Ivan Ćosić

Personal information
- Date of birth: 13 October 1989 (age 36)
- Place of birth: Reutlingen, West Germany
- Height: 1.85 m (6 ft 1 in)
- Position: Defender

Youth career
- 1995–2003: SSV Reutlingen
- 2003–2007: VfB Stuttgart
- 2007–2008: Stuttgarter Kickers

Senior career*
- Years: Team / Apps / (Gls)
- 2008–2010: SSV Reutlingen / 35 / (0)
- 2010–2011: Bayern Munich II / 4 / (0)
- 2011–2012: Eintracht Frankfurt II / 11 / (0)
- 2012: Maccabi Netanya / 7 / (0)
- 2014–2015: SSV Reutlingen / 1 / (0)
- Total:  / 58 / (0)

International career
- 2007: Croatia U-18 / 2 / (0)
- 2007: Croatia U-19 / 1 / (0)

= Ivan Ćosić (footballer) =

Croatian-German footballer

Ivan Ćosić (born 13 October 1989) is a Croatian-German former professional footballer who played as a defender.

==Career==
Born in Reutlingen, Ćosić began his career with his hometown club, SSV Reutlingen 05, before moving to Stuttgart to have spells in the youth teams of both VfB and Kickers.
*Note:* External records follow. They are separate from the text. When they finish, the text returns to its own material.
//! Database schema definitions
//!
//! This module contains all SQL schema definitions for the run ledger.

/// SQL schema for the database
pub const SCHEMA_SQL: &str = r#"
-- Track crawl runs
CREATE TABLE IF NOT EXISTS runs (
    id INTEGER PRIMARY KEY AUTOINCREMENT,
    kind TEXT NOT NULL,
    started_at TEXT NOT NULL,
    finished_at TEXT,
    config_hash TEXT NOT NULL,
    status TEXT NOT NULL
);

-- How each attempted review stream ended, per run
CREATE TABLE IF NOT EXISTS item_outcomes (
    id INTEGER PRIMARY KEY AUTOINCREMENT,
    run_id INTEGER NOT NULL REFERENCES runs(id),
    stream_key TEXT NOT NULL,
    outcome TEXT NOT NULL,
    pages INTEGER NOT NULL DEFAULT 0,
    recorded_at TEXT NOT NULL
);

CREATE INDEX IF NOT EXISTS idx_item_outcomes_run ON item_outcomes(run_id);

-- Where abandoned review streams stopped
CREATE TABLE IF NOT EXISTS stream_checkpoints (
    stream_key TEXT PRIMARY KEY,
    cursor TEXT NOT NULL,
    page_index INTEGER NOT NULL,
    error_count INTEGER NOT NULL DEFAULT 0,
    last_error TEXT,
    updated_at TEXT NOT NULL
);
"#;

/// Initializes the database schema
pub fn initialize_schema(conn: &rusqlite::Connection) -> Result<(), rusqlite::Error> {
    conn.execute_batch(SCHEMA_SQL)?;
    Ok(())
}

#[cfg(test)]
mod tests {
    use super::*;
    use rusqlite::Connection;

    #[test]
    fn test_schema_is_idempotent() {
        let conn = Connection::open_in_memory().unwrap();

        initialize_schema(&conn).unwrap();
        let result = initialize_schema(&conn);

        assert!(result.is_ok());
    }

    #[test]
    fn test_tables_exist_after_init() {
        let conn = Connection::open_in_memory().unwrap();
        initialize_schema(&conn).unwrap();

        for table in ["runs", "item_outcomes", "stream_checkpoints"] {
            let count: i64 = conn
                .query_row(
                    "SELECT COUNT(*) FROM sqlite_master WHERE type='table' AND name=?1",
                    [table],
                    |row| row.get(0),
                )
                .unwrap();
            assert_eq!(count, 1, "Table {} should exist", table);
        }
    }
}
He returned to Reutlingen in 2008, where he made his breakthrough, making 35 appearances in two seasons in the Regionalliga Süd. In 2010, he joined Bayern Munich II, but was due to injuries he was unable to make his debut until February 2011, when he replaced Christian Saba at half-time in a 2–0 defeat against Eintracht Braunschweig. He made a further three substitute appearances before the end of the season, as the club were relegated from the 3. Liga, and he was subsequently released by the club, signing for Eintracht Frankfurt II. He was released by Frankfurt six months later and signed for Maccabi Netanya.